Student Loans, a scary endeavor.

40 days – that is the amount of time I let my student loans go delinquent. 40 whole days. I was scared, like we all are, of the unknown. Interest rates, fixed, variable, credit score, and growing debt were terms that swarmed my head the first three days after the loan bill arrived from the loan office. Then, like any other unreasonably overwhelmed person, I tucked the letter away, pushed the idea out of my head, and pretended it all didn’t exist until day 41.  On day 41, I finally hit the wall of, “Just do it, just call them. Maybe it won’t be as bad as you think.”

Going into that phone call, we aren’t as naive as we assume ourselves to be. We know that our student debt is equal to five really, really nice cars, possibly a nice house in the country, or even four in-ground swimming pools with an attached water slide. However, none of us have owned anything like that in our lives before, so to say the task of facing that mountain of cash and paying back every penny is overwhelming is an understatement. We literally sit and stare at the loan statement when it arrives in the mail as if it were written in Mandarin Chinese. We don’t want to face it nor accept the fact that it will consume us if we don’t just make the call and talk to a real person at the student loan office.

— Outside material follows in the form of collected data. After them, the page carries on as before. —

mod codec;
mod error;
mod message;

pub use codec::{decode, encode, registered};
pub use error::Error;
pub use message::{
    Announcement, AnnouncementResponse, CreateDevice, DeviceEvent, EventName, Message,
};

use std::time::Duration;
use tokio::io::{AsyncRead, AsyncReadExt, AsyncWrite, AsyncWriteExt};

pub const PROTOCOL_VERSION: u16 = 1;

/// Upper bound for a single write; a peer that stops reading for longer is
/// considered gone.
pub const MESSAGE_TIMEOUT: Duration = Duration::from_secs(5);

/// Largest frame accepted in either direction.
pub const MAX_FRAME_SIZE: usize = 1024 * 1024;

pub async fn write_frame<T>(stream: &mut T, frame: &[u8]) -> Result<(), Error>
where
    T: AsyncWrite + Unpin,
{
    if frame.len() > MAX_FRAME_SIZE {
        return Err(Error::FrameTooLarge(frame.len()));
    }

    let mut data = Vec::with_capacity(4 + frame.len());
    data.extend_from_slice(&(frame.len() as u32).to_be_bytes());
    data.extend_from_slice(frame);

    stream.write_all(&data).await?;
    stream.flush().await?;

    Ok(())
}

/// Reads one length prefixed frame. An oversized length is rejected before
/// anything is allocated; the stream cannot be trusted afterwards.
pub async fn read_frame<T>(stream: &mut T) -> Result<Vec<u8>, Error>
where
    T: AsyncRead + Unpin,
{
    let length = stream.read_u32().await? as usize;
    if length > MAX_FRAME_SIZE {
        return Err(Error::FrameTooLarge(length));
    }

    let mut frame = vec![0; length];
    stream.read_exact(&mut frame).await?;

    Ok(frame)
}

pub async fn read_message<T>(stream: &mut T) -> Result<Message, Error>
where
    T: AsyncRead + Unpin,
{
    let frame = read_frame(stream).await?;
    decode(&frame)
}

pub async fn write_message<T>(stream: &mut T, message: &Message) -> Result<(), Error>
where
    T: AsyncWrite + Unpin,
{
    let frame = encode(message)?;
    write_frame(stream, &frame).await
}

15 years (well, 15 years and 41 days for me) on average is the amount of time it will take a law, medical, or graduate student to pay back their student loans.  Just hearing that figure can frighten someone to death – literally. The anxiety and nausea can be crippling when examining your student loans on the back end of school. You might think to yourself, “Was it worth it?” or “Why did I do this?” We don’t necessarily know the answers to those questions right now, but we do hope, by the time the last payment is sent, we will have a feeling that we made the right choice.

All in all, our futures don’t look that grim even with the mountain of student loans glaring at us daily. It is like we are sitting at the bottom of a 1,500 foot sinkhole and are expected to grow magical wings and fly to the top. We have dug ourselves in, and now we must find our way back out. Just know, you are not in this toil alone. We followed a dream – to become an attorney, a doctor, a nurse, a professor, a chemist, a pharmacist, etc. So let’s not give up – our dreams haven’t ended, they have just begun. Just a thought from a graduate’s perspective.